Methods: The project was a 10-month collaborative education programme for nursing practice leaders in hospices throughout the United Kingdom, running from September 2023 to July 2024. A total of 24 clinical and practice development leaders from eight different hospices participated. The Kirkpatrick model for evaluating learning programmes was adapted to create a framework for assessing the programme's outcomes and impact. The evaluation process utilised Collaborative Critical Creative Inquiry.
Results: The key findings from the evaluation indicate that the programme created conditions for the participants to gain transformative insights and understanding that positively impacted their practice through emancipatory practice development.
Discussion: The programme enabled leaders of person-centred care in hospices to rekindle their vision for palliative care practice. The participants became more aware of how care was constructed within their organisations and recognised the assumptions that were often taken for granted—assumptions that influenced daily care practices that sometimes leaned towards a traditional medical model. They acquired new skills and knowledge that empowered them to engage more intentionally in making changes to enhance person-centred care.

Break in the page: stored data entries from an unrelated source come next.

use std::sync::atomic::{AtomicUsize, Ordering};
use std::sync::Arc;
use std::time::Duration;

use portrelay::{
    setup_local_tracing, AppError, AppResult, BindAddress, ConnectionHandler, HandlerFactory,
    ListenerConfig, ListenerServer, PeerAddr, ServerState, Shutdown, SocketClient, StopSignal,
    TimedSocket,
};
use rstest::rstest;
use tokio::net::TcpStream;
use tokio::sync::mpsc;
use tokio::time::{self, timeout, Instant};

fn listener_config(max_connections: usize, backlog: u32) -> ListenerConfig {
    ListenerConfig {
        bind: BindAddress::Tcp("127.0.0.1:0".parse().unwrap()),
        backlog,
        max_connections,
        reap_interval: Duration::from_millis(100),
    }
}

/// Counts accepted connections, then idles until shutdown.
#[derive(Clone)]
struct IdleFactory {
    accepted: Arc<AtomicUsize>,
}

struct IdleHandler {
    accepted: Arc<AtomicUsize>,
}

impl HandlerFactory for IdleFactory {
    type Handler = IdleHandler;

    fn create(&self, _peer: &PeerAddr) -> IdleHandler {
        IdleHandler {
            accepted: self.accepted.clone(),
        }
    }
}

impl ConnectionHandler for IdleHandler {
    async fn run(self, mut socket: TimedSocket, mut shutdown: Shutdown) -> AppResult<()> {
        self.accepted.fetch_add(1, Ordering::SeqCst);
        shutdown.recv().await;
        socket.close().await;
        Ok(())
    }
}

/// Counts accepted connections and reads until peer close or shutdown,
/// surfacing read errors.
#[derive(Clone)]
struct DrainFactory {
    accepted: Arc<AtomicUsize>,
}

struct DrainHandler {
    accepted: Arc<AtomicUsize>,
}

impl HandlerFactory for DrainFactory {
    type Handler = DrainHandler;

    fn create(&self, _peer: &PeerAddr) -> DrainHandler {
        DrainHandler {
            accepted: self.accepted.clone(),
        }
    }
}

impl ConnectionHandler for DrainHandler {
    async fn run(self, mut socket: TimedSocket, mut shutdown: Shutdown) -> AppResult<()> {
        self.accepted.fetch_add(1, Ordering::SeqCst);
        loop {
            tokio::select! {
                _ = shutdown.recv() => break,
                received = socket.receive(1024, None) => {
                    match received? {
                        Some(data) if data.is_empty() => break,
                        _ => {}
                    }
                }
            }
        }
        socket.close().await;
        Ok(())
    }
}

async fn wait_for_count(counter: &AtomicUsize, expected: usize) {
    timeout(Duration::from_secs(5), async {
        while counter.load(Ordering::SeqCst) < expected {
            time::sleep(Duration::from_millis(20)).await;
        }
    })
    .await
    .expect("expected connection count not reached");
}

#[tokio::test]
async fn test_every_client_gets_exactly_one_handler() -> AppResult<()> {
    setup_local_tracing()?;
    let stop = StopSignal::new();
    let (shutdown_complete_tx, _shutdown_complete_rx) = mpsc::channel(1);
    let accepted = Arc::new(AtomicUsize::new(0));
    let server = ListenerServer::new(
        listener_config(8, 8),
        IdleFactory {
            accepted: accepted.clone(),
        },
        stop.clone(),
        shutdown_complete_tx,
    );
    let handle = server.start().await?;
    let addr = handle.local_addr().clone();

    let mut clients = Vec::new();
    for _ in 0..5 {
        clients.push(SocketClient::connect(&addr).await?);
    }

    wait_for_count(&accepted, 5).await;
    // and not more than one handler per client
    time::sleep(Duration::from_millis(200)).await;
    assert_eq!(accepted.load(Ordering::SeqCst), 5);

    stop.stop();
    Ok(())
}

#[tokio::test]
async fn test_stop_with_zero_clients_reaches_stopped() -> AppResult<()> {
    let stop = StopSignal::new();
    let (shutdown_complete_tx, _shutdown_complete_rx) = mpsc::channel(1);
    let server = ListenerServer::new(
        listener_config(4, 1),
        IdleFactory {
            accepted: Arc::new(AtomicUsize::new(0)),
        },
        stop.clone(),
        shutdown_complete_tx,
    );
    let mut handle = server.start().await?;
    assert_eq!(handle.state(), ServerState::Listening);

    stop.stop();
    timeout(Duration::from_secs(2), handle.join())
        .await
        .expect("listener did not stop in time");
    assert_eq!(handle.state(), ServerState::Stopped);
    Ok(())
}

#[rstest]
#[case(Duration::from_millis(100))]
#[case(Duration::from_millis(250))]
#[tokio::test]
async fn test_bounded_receive_returns_none_within_deadline(
    #[case] limit: Duration,
) -> AppResult<()> {
    let stop = StopSignal::new();
    let (shutdown_complete_tx, _shutdown_complete_rx) = mpsc::channel(1);
    let server = ListenerServer::new(
        listener_config(4, 1),
        IdleFactory {
            accepted: Arc::new(AtomicUsize::new(0)),
        },
        stop.clone(),
        shutdown_complete_tx,
    );
    let handle = server.start().await?;

    let mut client = SocketClient::connect(handle.local_addr()).await?;
    let started = Instant::now();
    let received = client.receive(64, Some(limit)).await?;
    let elapsed = started.elapsed();

    assert!(received.is_none());
    assert!(elapsed >= limit);
    assert!(elapsed < limit + Duration::from_millis(400));

    stop.stop();
    Ok(())
}

#[tokio::test]
async fn test_reset_connection_does_not_kill_listener() -> AppResult<()> {
    let stop = StopSignal::new();
    let (shutdown_complete_tx, _shutdown_complete_rx) = mpsc::channel(1);
    let accepted = Arc::new(AtomicUsize::new(0));
    let server = ListenerServer::new(
        listener_config(4, 4),
        DrainFactory {
            accepted: accepted.clone(),
        },
        stop.clone(),
        shutdown_complete_tx,
    );
    let handle = server.start().await?;
    let addr = match handle.local_addr() {
        BindAddress::Tcp(addr) => *addr,
        other => panic!("unexpected bind address {}", other),
    };

    // force an RST on close
    let stream = TcpStream::connect(addr).await?;
    stream.set_linger(Some(Duration::ZERO))?;
    wait_for_count(&accepted, 1).await;
    drop(stream);

    time::sleep(Duration::from_millis(200)).await;
    assert_eq!(handle.state(), ServerState::Listening);

    let mut client = SocketClient::connect(handle.local_addr()).await?;
    wait_for_count(&accepted, 2).await;
    client.send_all(b"still alive", None).await?;

    stop.stop();
    Ok(())
}

#[tokio::test]
async fn test_pool_full_defers_new_handlers() -> AppResult<()> {
    let stop = StopSignal::new();
    let (shutdown_complete_tx, _shutdown_complete_rx) = mpsc::channel(1);
    let accepted = Arc::new(AtomicUsize::new(0));
    let server = ListenerServer::new(
        listener_config(1, 4),
        IdleFactory {
            accepted: accepted.clone(),
        },
        stop.clone(),
        shutdown_complete_tx,
    );
    let handle = server.start().await?;

    let _first = SocketClient::connect(handle.local_addr()).await?;
    wait_for_count(&accepted, 1).await;

    // sits in the listen backlog, no handler until a slot frees up
    let _second = SocketClient::connect(handle.local_addr()).await?;
    time::sleep(Duration::from_millis(300)).await;
    assert_eq!(accepted.load(Ordering::SeqCst), 1);

    stop.stop();
    Ok(())
}

#[tokio::test]
async fn test_dialed_socket_converts_for_split_io() -> AppResult<()> {
    let stop = StopSignal::new();
    let (shutdown_complete_tx, _shutdown_complete_rx) = mpsc::channel(1);
    let accepted = Arc::new(AtomicUsize::new(0));
    let server = ListenerServer::new(
        listener_config(4, 1),
        DrainFactory {
            accepted: accepted.clone(),
        },
        stop.clone(),
        shutdown_complete_tx,
    );
    let handle = server.start().await?;

    let client = SocketClient::connect(handle.local_addr()).await?;
    let (mut reader, mut writer) = client.into_socket().split();

    writer.send_all(b"ping", None).await?;
    wait_for_count(&accepted, 1).await;

    // the drain handler never writes back
    assert!(reader
        .receive(16, Some(Duration::from_millis(100)))
        .await?
        .is_none());

    writer.close().await;
    reader.close();
    stop.stop();
    Ok(())
}

#[tokio::test]
async fn test_bind_failure_is_fatal_for_startup() -> AppResult<()> {
    let stop = StopSignal::new();
    let (shutdown_complete_tx, _shutdown_complete_rx) = mpsc::channel(1);
    let factory = IdleFactory {
        accepted: Arc::new(AtomicUsize::new(0)),
    };
    let first = ListenerServer::new(
        listener_config(4, 1),
        factory.clone(),
        stop.clone(),
        shutdown_complete_tx.clone(),
    );
    let handle = first.start().await?;

    let mut occupied = listener_config(4, 1);
    occupied.bind = handle.local_addr().clone();
    let second = ListenerServer::new(occupied, factory, stop.clone(), shutdown_complete_tx);
    let result = second.start().await;
    assert!(matches!(result, Err(AppError::Bind(_))));

    stop.stop();
    Ok(())
}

Conclusion and implications for practice: Humanising healthcare is a global agenda, and within hospice care, nurses are at the heart of transforming care to be more person-centred. They are well-positioned to reclaim the core principles of palliative care, as developed by Cicely Saunders, and push back against the medical model that has overshadowed the development and integration of palliative care into current healthcare systems. Nurses are expert practitioners and leaders who hold positions of authority within their organisations. Yet, for many, their change-making potential is not realised. Innovative learning and development programmes are an essential part of humanising healthcare, and emancipatory practice development programmes can unlock nurses' potential to lead this transformation.